**DATA FOR ANALYSIS:**
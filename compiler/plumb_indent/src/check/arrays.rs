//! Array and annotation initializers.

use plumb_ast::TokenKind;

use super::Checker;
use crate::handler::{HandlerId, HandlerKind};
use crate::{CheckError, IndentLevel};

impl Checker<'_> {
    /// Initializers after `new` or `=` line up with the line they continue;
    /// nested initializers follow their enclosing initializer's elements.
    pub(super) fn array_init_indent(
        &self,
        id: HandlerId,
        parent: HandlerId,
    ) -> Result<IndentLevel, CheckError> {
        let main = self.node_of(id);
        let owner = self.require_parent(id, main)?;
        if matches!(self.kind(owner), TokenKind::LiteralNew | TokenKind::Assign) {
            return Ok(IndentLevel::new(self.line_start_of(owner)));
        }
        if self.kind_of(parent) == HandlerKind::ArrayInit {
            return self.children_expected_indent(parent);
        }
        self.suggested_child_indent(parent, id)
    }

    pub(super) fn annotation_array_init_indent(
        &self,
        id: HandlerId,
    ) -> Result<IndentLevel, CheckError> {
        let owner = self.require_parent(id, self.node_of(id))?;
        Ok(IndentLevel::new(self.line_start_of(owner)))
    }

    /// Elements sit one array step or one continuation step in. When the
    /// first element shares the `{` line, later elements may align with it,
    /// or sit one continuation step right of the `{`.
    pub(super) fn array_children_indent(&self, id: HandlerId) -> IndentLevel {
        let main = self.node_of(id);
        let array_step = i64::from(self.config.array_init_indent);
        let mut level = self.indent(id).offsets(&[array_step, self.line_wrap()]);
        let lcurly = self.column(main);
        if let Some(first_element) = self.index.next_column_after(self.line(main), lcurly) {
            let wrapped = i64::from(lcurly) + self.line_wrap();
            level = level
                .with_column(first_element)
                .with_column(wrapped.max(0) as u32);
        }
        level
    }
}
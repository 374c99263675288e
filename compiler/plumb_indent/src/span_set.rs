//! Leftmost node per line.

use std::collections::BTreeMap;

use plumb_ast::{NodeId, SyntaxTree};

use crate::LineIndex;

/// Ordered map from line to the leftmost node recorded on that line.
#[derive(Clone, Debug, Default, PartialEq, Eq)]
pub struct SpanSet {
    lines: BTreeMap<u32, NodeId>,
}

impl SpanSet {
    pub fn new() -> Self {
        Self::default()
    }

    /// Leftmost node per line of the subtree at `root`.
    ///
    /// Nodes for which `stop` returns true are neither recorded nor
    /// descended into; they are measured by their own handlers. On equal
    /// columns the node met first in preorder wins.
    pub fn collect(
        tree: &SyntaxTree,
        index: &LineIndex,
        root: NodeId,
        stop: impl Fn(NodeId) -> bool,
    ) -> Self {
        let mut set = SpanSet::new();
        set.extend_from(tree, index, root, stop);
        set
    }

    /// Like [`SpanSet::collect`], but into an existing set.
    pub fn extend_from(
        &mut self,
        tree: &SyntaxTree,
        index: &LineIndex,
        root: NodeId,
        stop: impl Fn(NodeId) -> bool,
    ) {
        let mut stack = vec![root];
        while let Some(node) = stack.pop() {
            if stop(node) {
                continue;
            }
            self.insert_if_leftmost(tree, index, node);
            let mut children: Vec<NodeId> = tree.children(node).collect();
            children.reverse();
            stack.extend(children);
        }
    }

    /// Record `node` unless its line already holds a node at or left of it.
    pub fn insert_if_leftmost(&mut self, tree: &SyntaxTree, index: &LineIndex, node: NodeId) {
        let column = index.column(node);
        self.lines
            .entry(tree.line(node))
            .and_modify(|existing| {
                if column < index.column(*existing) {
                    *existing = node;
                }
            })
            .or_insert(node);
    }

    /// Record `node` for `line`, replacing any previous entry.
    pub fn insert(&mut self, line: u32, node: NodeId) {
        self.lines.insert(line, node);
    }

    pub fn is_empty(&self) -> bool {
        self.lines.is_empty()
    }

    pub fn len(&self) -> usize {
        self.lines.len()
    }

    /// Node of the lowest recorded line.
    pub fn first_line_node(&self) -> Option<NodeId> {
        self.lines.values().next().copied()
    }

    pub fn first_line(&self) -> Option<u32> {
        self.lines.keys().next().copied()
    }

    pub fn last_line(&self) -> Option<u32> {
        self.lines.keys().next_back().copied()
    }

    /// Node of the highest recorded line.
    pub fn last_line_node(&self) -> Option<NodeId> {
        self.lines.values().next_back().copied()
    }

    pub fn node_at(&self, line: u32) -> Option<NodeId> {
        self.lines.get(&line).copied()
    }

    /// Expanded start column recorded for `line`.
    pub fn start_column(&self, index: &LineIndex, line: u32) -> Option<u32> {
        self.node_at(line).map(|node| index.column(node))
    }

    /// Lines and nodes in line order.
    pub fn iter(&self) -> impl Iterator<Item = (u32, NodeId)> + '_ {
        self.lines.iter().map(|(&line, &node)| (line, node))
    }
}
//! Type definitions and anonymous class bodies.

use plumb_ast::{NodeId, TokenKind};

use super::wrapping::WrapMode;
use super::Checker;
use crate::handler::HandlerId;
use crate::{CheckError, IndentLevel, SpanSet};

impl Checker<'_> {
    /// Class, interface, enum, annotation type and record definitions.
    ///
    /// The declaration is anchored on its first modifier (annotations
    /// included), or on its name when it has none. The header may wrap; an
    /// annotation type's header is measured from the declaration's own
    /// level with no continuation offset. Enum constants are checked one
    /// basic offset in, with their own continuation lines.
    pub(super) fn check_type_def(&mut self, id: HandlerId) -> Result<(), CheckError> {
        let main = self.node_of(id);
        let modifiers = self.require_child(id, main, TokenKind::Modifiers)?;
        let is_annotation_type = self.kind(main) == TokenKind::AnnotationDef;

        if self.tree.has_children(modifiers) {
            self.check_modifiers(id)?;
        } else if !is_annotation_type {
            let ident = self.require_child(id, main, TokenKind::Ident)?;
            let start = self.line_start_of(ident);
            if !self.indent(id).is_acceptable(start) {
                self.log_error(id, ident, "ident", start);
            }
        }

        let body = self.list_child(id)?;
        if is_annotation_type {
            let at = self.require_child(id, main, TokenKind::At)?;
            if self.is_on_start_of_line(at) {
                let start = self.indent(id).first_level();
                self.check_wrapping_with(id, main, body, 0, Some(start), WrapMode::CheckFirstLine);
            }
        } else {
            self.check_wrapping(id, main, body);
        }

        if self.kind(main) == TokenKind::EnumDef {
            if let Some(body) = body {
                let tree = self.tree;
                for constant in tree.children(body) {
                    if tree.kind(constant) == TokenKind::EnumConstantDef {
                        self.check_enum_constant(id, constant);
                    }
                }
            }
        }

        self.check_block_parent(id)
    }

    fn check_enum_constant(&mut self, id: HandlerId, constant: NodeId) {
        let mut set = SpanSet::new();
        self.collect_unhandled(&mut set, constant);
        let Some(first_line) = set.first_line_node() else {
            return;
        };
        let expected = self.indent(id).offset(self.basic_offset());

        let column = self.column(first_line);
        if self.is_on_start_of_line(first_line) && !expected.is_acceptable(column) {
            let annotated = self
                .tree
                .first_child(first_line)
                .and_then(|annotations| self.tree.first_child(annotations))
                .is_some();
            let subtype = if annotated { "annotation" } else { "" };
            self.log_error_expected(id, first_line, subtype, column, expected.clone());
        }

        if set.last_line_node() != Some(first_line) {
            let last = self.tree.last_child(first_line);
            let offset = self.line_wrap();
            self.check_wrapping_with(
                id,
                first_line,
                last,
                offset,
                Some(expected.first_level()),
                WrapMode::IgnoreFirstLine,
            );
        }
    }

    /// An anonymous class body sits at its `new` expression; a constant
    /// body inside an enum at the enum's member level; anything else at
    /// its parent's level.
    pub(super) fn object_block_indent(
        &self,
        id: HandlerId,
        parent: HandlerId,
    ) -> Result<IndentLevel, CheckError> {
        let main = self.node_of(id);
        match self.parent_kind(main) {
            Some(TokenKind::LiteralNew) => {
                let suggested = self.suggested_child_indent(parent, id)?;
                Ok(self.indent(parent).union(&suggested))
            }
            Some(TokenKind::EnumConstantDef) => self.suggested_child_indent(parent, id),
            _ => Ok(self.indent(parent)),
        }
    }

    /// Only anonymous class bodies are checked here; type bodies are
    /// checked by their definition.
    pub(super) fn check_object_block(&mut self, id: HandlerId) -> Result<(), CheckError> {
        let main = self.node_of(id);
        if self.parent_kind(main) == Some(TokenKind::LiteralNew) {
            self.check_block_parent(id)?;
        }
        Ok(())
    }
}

* * *

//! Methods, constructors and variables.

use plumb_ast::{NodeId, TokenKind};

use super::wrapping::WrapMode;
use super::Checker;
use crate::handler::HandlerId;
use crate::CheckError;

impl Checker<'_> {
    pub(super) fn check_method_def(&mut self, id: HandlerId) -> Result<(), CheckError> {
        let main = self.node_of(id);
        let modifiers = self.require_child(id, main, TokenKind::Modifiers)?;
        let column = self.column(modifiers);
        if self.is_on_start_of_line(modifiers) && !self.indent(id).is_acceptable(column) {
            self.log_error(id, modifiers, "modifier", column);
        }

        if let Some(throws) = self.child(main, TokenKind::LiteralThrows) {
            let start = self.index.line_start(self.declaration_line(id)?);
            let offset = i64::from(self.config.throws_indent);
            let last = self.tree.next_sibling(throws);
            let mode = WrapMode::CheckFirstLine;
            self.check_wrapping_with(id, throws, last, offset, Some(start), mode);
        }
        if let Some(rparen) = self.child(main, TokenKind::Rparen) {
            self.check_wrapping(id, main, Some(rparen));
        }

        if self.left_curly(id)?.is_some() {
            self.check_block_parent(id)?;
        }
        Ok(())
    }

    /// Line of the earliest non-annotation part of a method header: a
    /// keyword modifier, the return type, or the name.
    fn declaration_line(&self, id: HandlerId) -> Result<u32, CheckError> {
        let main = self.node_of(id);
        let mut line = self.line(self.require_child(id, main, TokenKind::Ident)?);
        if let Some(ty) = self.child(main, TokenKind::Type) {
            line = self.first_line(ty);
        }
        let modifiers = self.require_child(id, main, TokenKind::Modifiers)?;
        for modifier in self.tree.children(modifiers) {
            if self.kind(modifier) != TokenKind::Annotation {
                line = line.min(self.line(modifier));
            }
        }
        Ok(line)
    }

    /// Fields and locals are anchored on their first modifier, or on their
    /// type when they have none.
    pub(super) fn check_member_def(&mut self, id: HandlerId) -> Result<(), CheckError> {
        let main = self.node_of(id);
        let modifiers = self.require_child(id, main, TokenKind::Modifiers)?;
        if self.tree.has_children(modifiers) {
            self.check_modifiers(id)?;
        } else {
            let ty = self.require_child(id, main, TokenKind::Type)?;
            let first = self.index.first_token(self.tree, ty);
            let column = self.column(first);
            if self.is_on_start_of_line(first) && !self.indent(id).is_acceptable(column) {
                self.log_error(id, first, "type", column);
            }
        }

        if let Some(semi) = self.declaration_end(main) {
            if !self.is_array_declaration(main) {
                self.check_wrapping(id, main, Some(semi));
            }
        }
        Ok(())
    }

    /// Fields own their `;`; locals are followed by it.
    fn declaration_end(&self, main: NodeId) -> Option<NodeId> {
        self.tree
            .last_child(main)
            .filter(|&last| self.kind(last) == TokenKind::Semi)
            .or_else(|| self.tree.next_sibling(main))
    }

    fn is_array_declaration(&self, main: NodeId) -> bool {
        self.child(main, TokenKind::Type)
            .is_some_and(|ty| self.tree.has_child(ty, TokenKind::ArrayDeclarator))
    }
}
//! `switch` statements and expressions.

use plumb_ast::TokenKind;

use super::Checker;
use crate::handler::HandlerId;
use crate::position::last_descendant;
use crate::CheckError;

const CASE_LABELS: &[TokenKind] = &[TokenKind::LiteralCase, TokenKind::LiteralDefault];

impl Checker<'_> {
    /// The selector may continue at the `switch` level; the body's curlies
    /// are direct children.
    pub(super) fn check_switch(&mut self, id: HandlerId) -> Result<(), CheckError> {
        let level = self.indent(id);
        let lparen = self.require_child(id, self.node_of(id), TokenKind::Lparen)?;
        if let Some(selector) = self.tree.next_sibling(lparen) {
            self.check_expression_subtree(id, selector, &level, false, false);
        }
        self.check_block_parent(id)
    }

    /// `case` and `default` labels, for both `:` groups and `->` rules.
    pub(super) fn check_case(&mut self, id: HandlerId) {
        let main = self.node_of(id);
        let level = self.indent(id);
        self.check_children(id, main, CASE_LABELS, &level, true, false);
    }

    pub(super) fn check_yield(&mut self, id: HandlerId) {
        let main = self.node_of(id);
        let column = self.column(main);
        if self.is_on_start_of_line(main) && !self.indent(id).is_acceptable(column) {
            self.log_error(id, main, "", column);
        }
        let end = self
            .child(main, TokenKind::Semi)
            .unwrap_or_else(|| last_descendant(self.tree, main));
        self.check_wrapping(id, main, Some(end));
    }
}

**WHAT YOU ARE ASKED TO DO:**
Find the lines in the records that contain the word "they", then copy every one of them.

**ANSWER BOX:**
    /// Initializers after `new` or `=` line up with the line they continue;
    /// descended into; they are measured by their own handlers. On equal
    /// type when they have none.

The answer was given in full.